Abstract
Introduction:
Patients’ knowledge of their insulin pumps and glucose control during hospitalization has not been studied.
Aim:
The aim was to study the determinants of glycemic control in patients using continuous subcutaneous insulin infusion (CSII) in the hospital.
Methods:
Three groups of patients were identified: those who did not need any inpatient education and continued on CSII (gorup A), those who received education then continued on CSII (group B), and those for whom CSII was not appropriate and were treated with multiple daily insulin injections (gorup C). We compared the measures of glycemic control between the 3 groups and analyzed which variables impacted glucose control.
Results:
There were 50 patients, with 51 hospital admissions, 57% males, mean age 48 ± 13 years, 86% had type 1 diabetes (T1DM). The mean DM duration was 26 ± 14 years, mean duration of CSII use was 8.7 ± 6 years, and mean HbA1c was 7.6 ± 1.4%. The mean duration of hospital stay was 5.6 ± 4.6 days. Mean blood glucose (BG) and frequency of hyperglycemia and hypoglycemic events among the 3 groups adjusted for their duration of hospital stay were not statistically different. None of the patients developed diabetic ketoacidosis while using their pump. Stepwise multivariate analysis revealed knowledge of hypoglycemia correction was the single most important predictor of mean BG (P < .001).
Conclusion:
Patients who received inpatient education performed similarly to patients who did not need inpatient education. Patients who receive inpatient education on CSII fare similar as patients who did not require inpatient education.
Background
Over the past 30 years, there has been remarkable improvement in the delivery of insulin enhancing the management of diabetes.
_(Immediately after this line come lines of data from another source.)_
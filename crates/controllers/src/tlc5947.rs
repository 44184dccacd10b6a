//! Bit-banged TLC5947 24-channel 12-bit PWM driver.
//!
//! Chips are chained through their serial outputs, the whole chain shares clock, data and
//! latch lines. The shift register of the last chip in the chain is loaded first.

use amiacs_core::{
    ChipClient, ChipSession, ConfigurationError, Error, Result, SegmentConfig,
    MAX_SEGMENT_CHANNELS,
};
use embedded_hal::digital::OutputPin;

/// Number of PWM channels of a single chip.
pub const TLC5947_CHANNELS: usize = 24;
/// Bits per channel level.
const LEVEL_BITS: u8 = 12;

/// TLC5947 client owning the serial lines until a session is opened.
#[derive(Debug)]
pub struct Tlc5947Client<CLK, DAT, LAT> {
    pins: Option<(CLK, DAT, LAT)>,
}

impl<CLK, DAT, LAT> Tlc5947Client<CLK, DAT, LAT>
where
    CLK: OutputPin,
    DAT: OutputPin,
    LAT: OutputPin,
{
    pub fn new(clock: CLK, data: DAT, latch: LAT) -> Self {
        Self {
            pins: Some((clock, data, latch)),
        }
    }
}

impl<CLK, DAT, LAT> ChipClient for Tlc5947Client<CLK, DAT, LAT>
where
    CLK: OutputPin,
    DAT: OutputPin,
    LAT: OutputPin,
{
    type Session = Tlc5947<CLK, DAT, LAT>;

    fn open(&mut self, config: &SegmentConfig) -> Result<Self::Session> {
        config.validate()?;
        // The lines are handed over only once nothing else can fail.
        let levels = shadow_registers(config.capacity)?;
        let (clock, data, latch) = self.pins.take().ok_or(ConfigurationError::SegmentInUse)?;

        log::debug!(
            "Opened TLC5947 segment of {} chips",
            config.capacity / TLC5947_CHANNELS
        );
        Ok(Tlc5947 {
            clock,
            data,
            latch,
            levels,
        })
    }
}

/// TLC5947 session with the shadow copy of the grayscale registers.
#[derive(Debug)]
pub struct Tlc5947<CLK, DAT, LAT> {
    clock: CLK,
    data: DAT,
    latch: LAT,
    levels: heapless::Vec<u16, MAX_SEGMENT_CHANNELS>,
}

impl<CLK, DAT, LAT> Tlc5947<CLK, DAT, LAT>
where
    CLK: OutputPin,
    DAT: OutputPin,
    LAT: OutputPin,
{
    /// Creates a session for a chain with the given total number of channels.
    pub fn new(clock: CLK, data: DAT, latch: LAT, capacity: usize) -> Result<Self> {
        let levels = shadow_registers(capacity)?;
        Ok(Self {
            clock,
            data,
            latch,
            levels,
        })
    }

    /// Returns the staged channel levels.
    pub fn levels(&self) -> &[u16] {
        &self.levels
    }

    /// Releases the serial lines.
    pub fn release(self) -> (CLK, DAT, LAT) {
        (self.clock, self.data, self.latch)
    }

    fn shift_out(&mut self) -> Result<()> {
        for &level in self.levels.iter().rev() {
            for bit in (0..LEVEL_BITS).rev() {
                self.clock.set_low().map_err(Error::output)?;
                if level & (1 << bit) == 0 {
                    self.data.set_low().map_err(Error::output)?;
                } else {
                    self.data.set_high().map_err(Error::output)?;
                }
                self.clock.set_high().map_err(Error::output)?;
            }
        }
        self.clock.set_low().map_err(Error::output)
    }
}

impl<CLK, DAT, LAT> ChipSession for Tlc5947<CLK, DAT, LAT>
where
    CLK: OutputPin,
    DAT: OutputPin,
    LAT: OutputPin,
{
    const MAX_LEVEL: u16 = (1 << LEVEL_BITS) - 1;

    fn capacity(&self) -> usize {
        self.levels.len()
    }

    fn begin(&mut self) -> Result<()> {
        self.latch.set_low().map_err(Error::output)
    }

    fn set_channel_level(&mut self, channel: usize, level: u16) -> Result<()> {
        let capacity = self.levels.len();
        let slot = self
            .levels
            .get_mut(channel)
            .ok_or(Error::ChannelOverrun { channel, capacity })?;
        *slot = level.min(Self::MAX_LEVEL);
        Ok(())
    }

    fn commit(&mut self) -> Result<()> {
        self.latch.set_low().map_err(Error::output)?;
        self.shift_out()?;
        // Latch pulse moves the shift registers into the grayscale registers.
        self.latch.set_high().map_err(Error::output)?;
        self.latch.set_low().map_err(Error::output)
    }
}

/// Zeroed shadow registers for a chain of the given total number of channels.
fn shadow_registers(capacity: usize) -> Result<heapless::Vec<u16, MAX_SEGMENT_CHANNELS>> {
    check_capacity(capacity)?;

    let mut levels = heapless::Vec::new();
    levels
        .resize(capacity, 0)
        .map_err(|()| ConfigurationError::SegmentTooLarge {
            capacity,
            max: MAX_SEGMENT_CHANNELS,
        })?;
    Ok(levels)
}

fn check_capacity(capacity: usize) -> Result<()> {
    if capacity == 0 {
        return Err(ConfigurationError::EmptySegment.into());
    }
    if capacity > MAX_SEGMENT_CHANNELS {
        return Err(ConfigurationError::SegmentTooLarge {
            capacity,
            max: MAX_SEGMENT_CHANNELS,
        }
        .into());
    }
    if capacity % TLC5947_CHANNELS != 0 {
        return Err(ConfigurationError::SegmentSizeMismatch {
            capacity,
            chip_channels: TLC5947_CHANNELS,
        }
        .into());
    }
    Ok(())
}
Delivery of insulin via continuous subcutaneous insulin infusion (CSII) or insulin pump has gained wide acceptance among physicians and patients with diabetes (DM). CSII is a sophisticated method of managing diabetes and requires commitment and understanding from both the patient and their care providers. As per the FDA report in 2007, approximately 375 000 patients are currently using CSII. 1 A majority of the health care providers who have type 1 diabetes (T1DM) use CSII for intensive control of their DM. 2 Use of insulin pump among patients with type 2 diabetes is also increasing.
Patients with DM are 3 times more likely to be hospitalized than patients without DM. 3 Of adult patients admitted to the hospitals, 20% to 30% have a known diagnosis of DM. 4 It is therefore to be expected that patients on CSII will be more commonly seen in the hospital setting. This leads to potential difficulties: hospital health care providers may not be familiar with insulin pumps, and patients who may be capable of, and comfortable with, the use of CSII in the ambulatory setting, may not be aware of potential problems posed by continued pump usage in the hospital.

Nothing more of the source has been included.